-------- Records shown

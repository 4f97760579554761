//! Dynamic typed values
//!
//! A [`Value`] pairs a wire-type tag with a native value. It is the unit the
//! whole engine moves around: call parameters are lists of values, struct
//! members and union arms are values, pointer referents are values. Where a
//! field's concrete type cannot come from a fixed schema it is inferred from
//! the variant tag.
//!
//! Decoding is shape-directed: the same `Value` type doubles as a template
//! describing what to read. Primitives ignore the template payload;
//! aggregates carry their member shapes.

use std::collections::VecDeque;

use uuid::Uuid;

use crate::array::NdrArray;
use crate::error::{NdrError, Result};
use crate::pointer::NdrPointer;
use crate::stream::NdrStream;
use crate::strings;
use crate::structure::NdrStruct;
use crate::union::NdrUnion;

/// Wire-type tag of a [`Value`].
#[derive(Debug, Clone, Copy, PartialEq, Eq)]
pub enum ValueKind {
    Empty,
    Boolean,
    Character,
    I16,
    U16,
    I32,
    U32,
    I64,
    U64,
    F32,
    F64,
    Uuid,
    Str,
    Array,
    Struct,
    Union,
    Pointer,
}

impl ValueKind {
    pub fn name(self) -> &'static str {
        match self {
            ValueKind::Empty => "empty",
            ValueKind::Boolean => "boolean",
            ValueKind::Character => "character",
            ValueKind::I16 => "i16",
            ValueKind::U16 => "u16",
            ValueKind::I32 => "i32",
            ValueKind::U32 => "u32",
            ValueKind::I64 => "i64",
            ValueKind::U64 => "u64",
            ValueKind::F32 => "f32",
            ValueKind::F64 => "f64",
            ValueKind::Uuid => "uuid",
            ValueKind::Str => "string",
            ValueKind::Array => "array",
            ValueKind::Struct => "struct",
            ValueKind::Union => "union",
            ValueKind::Pointer => "pointer",
        }
    }
}

/// Tagged wire value.
///
/// `Empty` is the designated empty-member sentinel: it has no wire shape and
/// encodes as zero bytes. Unions resolve unknown-but-defaulted discriminants
/// to it so that optionality stays explicit.
#[derive(Debug, Clone, PartialEq)]
pub enum Value {
    Empty,
    Boolean(bool),
    Character(u8),
    I16(i16),
    U16(u16),
    I32(i32),
    U32(u32),
    I64(i64),
    U64(u64),
    F32(f32),
    F64(f64),
    Uuid(Uuid),
    Str(String),
    Array(NdrArray),
    Struct(NdrStruct),
    Union(NdrUnion),
    Pointer(Box<NdrPointer>),
}

/// Step in a path from an unmarshal root down to a pointer node.
///
/// Deferred pointer payloads are read after the inline pass; the path is how
/// the drain loop finds the pointer it must patch.
#[derive(Debug, Clone)]
pub(crate) enum PathStep {
    /// Index into the root value list or an array's items.
    Item(usize),
    /// Index into a struct's member list.
    Member(usize),
    /// The single resolved member of a decoded union.
    Arm,
    /// Descend into a pointer's referent.
    Referent,
}

/// A pointer payload whose bytes follow the enclosing inline section.
#[derive(Debug)]
pub(crate) struct DeferredRead {
    /// Path to the pointer node in the output tree.
    pub path: Vec<PathStep>,
    /// Shape of the referent to decode.
    pub shape: Value,
}

impl Value {
    /// Variant tag of this value.
    pub fn kind(&self) -> ValueKind {
        match self {
            Value::Empty => ValueKind::Empty,
            Value::Boolean(_) => ValueKind::Boolean,
            Value::Character(_) => ValueKind::Character,
            Value::I16(_) => ValueKind::I16,
            Value::U16(_) => ValueKind::U16,
            Value::I32(_) => ValueKind::I32,
            Value::U32(_) => ValueKind::U32,
            Value::I64(_) => ValueKind::I64,
            Value::U64(_) => ValueKind::U64,
            Value::F32(_) => ValueKind::F32,
            Value::F64(_) => ValueKind::F64,
            Value::Uuid(_) => ValueKind::Uuid,
            Value::Str(_) => ValueKind::Str,
            Value::Array(_) => ValueKind::Array,
            Value::Struct(_) => ValueKind::Struct,
            Value::Union(_) => ValueKind::Union,
            Value::Pointer(_) => ValueKind::Pointer,
        }
    }

    /// Natural alignment of this value's wire shape.
    pub fn alignment(&self) -> usize {
        match self {
            Value::Empty => 1,
            Value::Boolean(_) | Value::Character(_) => 1,
            Value::I16(_) | Value::U16(_) => 2,
            Value::I32(_) | Value::U32(_) | Value::F32(_) => 4,
            Value::I64(_) | Value::U64(_) | Value::F64(_) => 8,
            Value::Uuid(_) => 4,
            Value::Str(_) => 4,
            Value::Array(a) => a.alignment(),
            Value::Struct(s) => s.alignment(),
            Value::Union(u) => u.alignment(),
            Value::Pointer(p) => p.alignment(),
        }
    }

    /// Encoded byte count including internal padding, excluding the leading
    /// alignment pad (the caller applies that).
    pub fn wire_len(&self) -> usize {
        match self {
            Value::Empty => 0,
            Value::Boolean(_) | Value::Character(_) => 1,
            Value::I16(_) | Value::U16(_) => 2,
            Value::I32(_) | Value::U32(_) | Value::F32(_) => 4,
            Value::I64(_) | Value::U64(_) | Value::F64(_) => 8,
            Value::Uuid(_) => 16,
            Value::Str(s) => strings::wire_len(s),
            Value::Array(a) => a.wire_len(),
            Value::Struct(s) => s.wire_len(),
            Value::Union(u) => u.wire_len(),
            Value::Pointer(p) => p.wire_len(),
        }
    }

    /// Encode this value at the stream cursor, aligning first.
    ///
    /// Deferred pointer payloads are pushed onto `deferred`; the caller that
    /// owns the queue drains it after its inline section (see [`marshal`]).
    pub(crate) fn encode(
        &self,
        stream: &mut NdrStream,
        deferred: &mut VecDeque<Value>,
    ) -> Result<()> {
        stream.align_write(self.alignment());
        match self {
            Value::Empty => {}
            Value::Boolean(b) => stream.write_u8(u8::from(*b)),
            Value::Character(c) => stream.write_u8(*c),
            Value::I16(v) => stream.write_i16(*v),
            Value::U16(v) => stream.write_u16(*v),
            Value::I32(v) => stream.write_i32(*v),
            Value::U32(v) => stream.write_u32(*v),
            Value::I64(v) => stream.write_i64(*v),
            Value::U64(v) => stream.write_u64(*v),
            Value::F32(v) => stream.write_f32(*v),
            Value::F64(v) => stream.write_f64(*v),
            Value::Uuid(u) => stream.write_uuid(u),
            Value::Str(s) => strings::encode(stream, s),
            Value::Array(a) => a.encode(stream, deferred)?,
            Value::Struct(s) => s.encode(stream, deferred)?,
            Value::Union(u) => u.encode(stream, deferred)?,
            Value::Pointer(p) => p.encode(stream, deferred)?,
        }
        Ok(())
    }

    /// Decode a value at the stream cursor using `self` as the shape.
    ///
    /// `path` locates the decoded value in the output tree so that deferred
    /// pointer reads queued during this call can be patched in later.
    pub(crate) fn decode(
        &self,
        stream: &mut NdrStream,
        deferred: &mut VecDeque<DeferredRead>,
        path: &[PathStep],
    ) -> Result<Value> {
        stream.align_read(self.alignment())?;
        Ok(match self {
            Value::Empty => Value::Empty,
            Value::Boolean(_) => Value::Boolean(stream.read_u8()? != 0),
            Value::Character(_) => Value::Character(stream.read_u8()?),
            Value::I16(_) => Value::I16(stream.read_i16()?),
            Value::U16(_) => Value::U16(stream.read_u16()?),
            Value::I32(_) => Value::I32(stream.read_i32()?),
            Value::U32(_) => Value::U32(stream.read_u32()?),
            Value::I64(_) => Value::I64(stream.read_i64()?),
            Value::U64(_) => Value::U64(stream.read_u64()?),
            Value::F32(_) => Value::F32(stream.read_f32()?),
            Value::F64(_) => Value::F64(stream.read_f64()?),
            Value::Uuid(_) => Value::Uuid(stream.read_uuid()?),
            Value::Str(_) => Value::Str(strings::decode(stream)?),
            Value::Array(a) => Value::Array(a.decode(stream, deferred, path)?),
            Value::Struct(s) => Value::Struct(s.decode(stream, deferred, path)?),
            Value::Union(u) => Value::Union(u.decode(stream, deferred, path)?),
            Value::Pointer(p) => Value::Pointer(Box::new(p.decode(stream, deferred, path)?)),
        })
    }
}

/// Encode a list of values, then emit deferred pointer payloads in FIFO
/// order. A payload may itself queue further deferrals; those are appended
/// and emitted in arrival order.
pub fn marshal(stream: &mut NdrStream, values: &[Value]) -> Result<()> {
    let mut deferred = VecDeque::new();
    for value in values {
        value.encode(stream, &mut deferred)?;
    }
    while let Some(referent) = deferred.pop_front() {
        referent.encode(stream, &mut deferred)?;
    }
    Ok(())
}

/// Decode a list of values against the given shapes, consuming deferred
/// pointer payloads in the same FIFO order [`marshal`] emitted them.
pub fn unmarshal(stream: &mut NdrStream, shapes: &[Value]) -> Result<Vec<Value>> {
    let mut deferred = VecDeque::new();
    let mut out = Vec::with_capacity(shapes.len());
    for (index, shape) in shapes.iter().enumerate() {
        let path = vec![PathStep::Item(index)];
        out.push(shape.decode(stream, &mut deferred, &path)?);
    }
    while let Some(entry) = deferred.pop_front() {
        let mut referent_path = entry.path.clone();
        referent_path.push(PathStep::Referent);
        let referent = entry.shape.decode(stream, &mut deferred, &referent_path)?;
        pointer_mut(&mut out, &entry.path)?.referent = Some(referent);
    }
    Ok(out)
}

/// Navigate to the pointer node a deferred-read path refers to.
fn pointer_mut<'a>(roots: &'a mut [Value], path: &[PathStep]) -> Result<&'a mut NdrPointer> {
    let broken = || NdrError::Unmarshal("deferred pointer path does not resolve".to_string());

    let mut steps = path.iter();
    let mut current: &mut Value = match steps.next() {
        Some(PathStep::Item(i)) => roots.get_mut(*i).ok_or_else(broken)?,
        _ => return Err(broken()),
    };
    for step in steps {
        current = match (step, current) {
            (PathStep::Member(i), Value::Struct(s)) => {
                s.member_value_mut(*i).ok_or_else(broken)?
            }
            (PathStep::Item(i), Value::Array(a)) => a.item_mut(*i).ok_or_else(broken)?,
            (PathStep::Arm, Value::Union(u)) => u.arm_value_mut().ok_or_else(broken)?,
            (PathStep::Referent, Value::Pointer(p)) => {
                p.referent.as_mut().ok_or_else(broken)?
            }
            _ => return Err(broken()),
        };
    }
    match current {
        Value::Pointer(p) => Ok(p.as_mut()),
        _ => Err(broken()),
    }
}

----------------

> **Problem statement**
Only lines that contain the string "template" count; pick each one out of the records and copy it.

> **Solved problem**
//! Decoding is shape-directed: the same `Value` type doubles as a template
//! describing what to read. Primitives ignore the template payload;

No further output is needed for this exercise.